(TASK DIRECTIONS)
In the records that follow, find each line with the word "written" and copy it.

(Stored data entries)
_ _ _ _ _

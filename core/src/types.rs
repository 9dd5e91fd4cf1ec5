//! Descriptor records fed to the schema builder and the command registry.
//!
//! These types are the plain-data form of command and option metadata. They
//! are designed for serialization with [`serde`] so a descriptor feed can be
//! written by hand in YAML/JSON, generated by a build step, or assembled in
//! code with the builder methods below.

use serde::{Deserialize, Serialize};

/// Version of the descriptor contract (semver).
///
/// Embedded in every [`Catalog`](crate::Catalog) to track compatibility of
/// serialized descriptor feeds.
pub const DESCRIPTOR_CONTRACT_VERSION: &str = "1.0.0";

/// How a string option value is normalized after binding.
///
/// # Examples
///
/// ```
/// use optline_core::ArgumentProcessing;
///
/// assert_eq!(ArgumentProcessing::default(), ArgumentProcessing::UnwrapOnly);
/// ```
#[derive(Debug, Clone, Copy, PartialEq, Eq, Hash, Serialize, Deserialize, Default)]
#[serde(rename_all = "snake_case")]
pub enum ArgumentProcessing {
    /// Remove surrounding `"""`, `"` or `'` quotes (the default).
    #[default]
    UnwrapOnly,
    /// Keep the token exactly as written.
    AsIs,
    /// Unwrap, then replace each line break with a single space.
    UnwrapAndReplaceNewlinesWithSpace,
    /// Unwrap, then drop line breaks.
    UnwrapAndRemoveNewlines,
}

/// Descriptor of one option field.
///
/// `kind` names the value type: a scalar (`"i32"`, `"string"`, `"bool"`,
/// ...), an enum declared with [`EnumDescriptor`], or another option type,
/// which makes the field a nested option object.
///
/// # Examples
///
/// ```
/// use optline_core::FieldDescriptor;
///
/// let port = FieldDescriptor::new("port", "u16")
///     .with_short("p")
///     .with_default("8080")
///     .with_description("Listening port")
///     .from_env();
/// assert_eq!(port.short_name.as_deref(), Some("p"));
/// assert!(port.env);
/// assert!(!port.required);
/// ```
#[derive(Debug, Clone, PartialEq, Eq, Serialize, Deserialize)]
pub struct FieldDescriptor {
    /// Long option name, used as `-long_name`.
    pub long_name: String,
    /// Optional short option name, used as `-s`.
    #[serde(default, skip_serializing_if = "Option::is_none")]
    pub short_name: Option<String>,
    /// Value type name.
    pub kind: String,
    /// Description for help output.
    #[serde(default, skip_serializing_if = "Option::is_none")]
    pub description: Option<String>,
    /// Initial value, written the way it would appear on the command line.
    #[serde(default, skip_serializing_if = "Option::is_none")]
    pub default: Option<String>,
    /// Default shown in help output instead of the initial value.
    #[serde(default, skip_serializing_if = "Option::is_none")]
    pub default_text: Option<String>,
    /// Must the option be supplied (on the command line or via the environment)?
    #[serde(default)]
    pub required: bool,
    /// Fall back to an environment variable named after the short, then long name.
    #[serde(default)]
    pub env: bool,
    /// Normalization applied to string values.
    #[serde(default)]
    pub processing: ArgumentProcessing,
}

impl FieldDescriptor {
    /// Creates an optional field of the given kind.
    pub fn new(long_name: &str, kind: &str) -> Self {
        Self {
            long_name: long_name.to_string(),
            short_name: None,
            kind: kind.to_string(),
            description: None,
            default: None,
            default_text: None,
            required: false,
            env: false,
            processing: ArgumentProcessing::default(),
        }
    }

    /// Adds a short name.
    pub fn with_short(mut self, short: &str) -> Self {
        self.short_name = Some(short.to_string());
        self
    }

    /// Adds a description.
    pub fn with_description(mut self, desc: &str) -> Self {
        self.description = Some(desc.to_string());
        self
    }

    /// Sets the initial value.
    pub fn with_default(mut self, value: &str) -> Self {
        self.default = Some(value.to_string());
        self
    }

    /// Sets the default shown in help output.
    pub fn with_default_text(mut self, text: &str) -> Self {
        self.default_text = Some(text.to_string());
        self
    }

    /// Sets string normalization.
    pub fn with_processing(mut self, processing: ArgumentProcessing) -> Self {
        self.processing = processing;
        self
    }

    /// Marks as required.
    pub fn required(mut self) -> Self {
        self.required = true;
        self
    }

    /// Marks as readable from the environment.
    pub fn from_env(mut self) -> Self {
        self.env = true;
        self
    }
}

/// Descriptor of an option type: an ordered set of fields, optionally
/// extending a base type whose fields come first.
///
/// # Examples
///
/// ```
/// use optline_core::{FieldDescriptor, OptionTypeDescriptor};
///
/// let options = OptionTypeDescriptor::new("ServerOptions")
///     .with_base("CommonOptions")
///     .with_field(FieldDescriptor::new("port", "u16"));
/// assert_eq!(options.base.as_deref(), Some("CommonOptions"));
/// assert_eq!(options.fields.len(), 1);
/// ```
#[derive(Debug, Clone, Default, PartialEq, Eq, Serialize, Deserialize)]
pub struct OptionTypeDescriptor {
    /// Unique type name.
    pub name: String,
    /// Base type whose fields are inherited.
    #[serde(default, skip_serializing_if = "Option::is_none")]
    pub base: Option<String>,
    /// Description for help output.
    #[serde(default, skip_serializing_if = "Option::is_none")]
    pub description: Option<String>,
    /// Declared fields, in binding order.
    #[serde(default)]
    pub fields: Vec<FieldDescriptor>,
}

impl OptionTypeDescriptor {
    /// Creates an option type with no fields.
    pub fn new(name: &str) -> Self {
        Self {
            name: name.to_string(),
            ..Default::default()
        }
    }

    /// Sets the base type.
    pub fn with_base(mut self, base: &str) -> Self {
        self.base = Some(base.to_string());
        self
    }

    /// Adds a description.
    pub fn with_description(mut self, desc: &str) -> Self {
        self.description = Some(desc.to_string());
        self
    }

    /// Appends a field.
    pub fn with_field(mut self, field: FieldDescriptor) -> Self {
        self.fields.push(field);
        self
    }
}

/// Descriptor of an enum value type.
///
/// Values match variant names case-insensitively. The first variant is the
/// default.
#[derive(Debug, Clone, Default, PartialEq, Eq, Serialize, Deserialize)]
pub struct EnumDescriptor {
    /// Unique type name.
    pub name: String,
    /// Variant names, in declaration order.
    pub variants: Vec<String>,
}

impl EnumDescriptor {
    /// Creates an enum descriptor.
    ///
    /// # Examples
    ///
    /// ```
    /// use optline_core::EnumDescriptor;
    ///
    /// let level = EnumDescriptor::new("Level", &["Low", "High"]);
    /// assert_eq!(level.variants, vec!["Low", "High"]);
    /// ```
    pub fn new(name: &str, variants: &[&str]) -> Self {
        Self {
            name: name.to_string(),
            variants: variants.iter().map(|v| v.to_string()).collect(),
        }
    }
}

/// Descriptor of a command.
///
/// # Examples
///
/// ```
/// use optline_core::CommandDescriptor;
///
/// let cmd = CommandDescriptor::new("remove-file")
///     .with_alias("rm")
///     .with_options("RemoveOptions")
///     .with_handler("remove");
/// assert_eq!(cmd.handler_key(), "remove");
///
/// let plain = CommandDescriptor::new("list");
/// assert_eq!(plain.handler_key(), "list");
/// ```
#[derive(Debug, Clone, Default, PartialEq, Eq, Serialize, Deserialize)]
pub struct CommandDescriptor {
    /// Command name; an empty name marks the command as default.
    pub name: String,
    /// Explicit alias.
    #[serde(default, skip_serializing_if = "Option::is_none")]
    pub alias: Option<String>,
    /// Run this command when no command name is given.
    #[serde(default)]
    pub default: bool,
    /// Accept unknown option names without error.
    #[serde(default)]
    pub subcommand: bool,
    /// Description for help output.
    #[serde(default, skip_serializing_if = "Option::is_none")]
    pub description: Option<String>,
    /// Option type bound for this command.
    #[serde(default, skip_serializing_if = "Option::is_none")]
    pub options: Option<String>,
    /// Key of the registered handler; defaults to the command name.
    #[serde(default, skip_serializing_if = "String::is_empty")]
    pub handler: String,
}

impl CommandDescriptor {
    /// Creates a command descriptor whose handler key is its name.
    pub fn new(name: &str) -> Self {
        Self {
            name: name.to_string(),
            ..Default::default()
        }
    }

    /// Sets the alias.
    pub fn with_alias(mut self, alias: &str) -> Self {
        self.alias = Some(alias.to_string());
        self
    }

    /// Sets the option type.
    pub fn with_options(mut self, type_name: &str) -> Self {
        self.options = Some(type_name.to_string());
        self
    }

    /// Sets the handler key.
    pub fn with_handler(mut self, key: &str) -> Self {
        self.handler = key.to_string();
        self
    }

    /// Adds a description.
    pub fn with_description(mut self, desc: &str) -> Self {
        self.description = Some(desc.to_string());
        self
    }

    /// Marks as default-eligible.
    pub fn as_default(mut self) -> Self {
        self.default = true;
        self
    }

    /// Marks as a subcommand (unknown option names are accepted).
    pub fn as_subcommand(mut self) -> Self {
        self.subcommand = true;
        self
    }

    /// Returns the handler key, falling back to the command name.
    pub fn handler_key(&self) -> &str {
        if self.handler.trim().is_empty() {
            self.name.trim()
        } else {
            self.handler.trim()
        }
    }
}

_ _ _ _ _

(EXERCISE OUTPUT)
//! written by hand in YAML/JSON, generated by a build step, or assembled in
    /// Keep the token exactly as written.
    /// Initial value, written the way it would appear on the command line.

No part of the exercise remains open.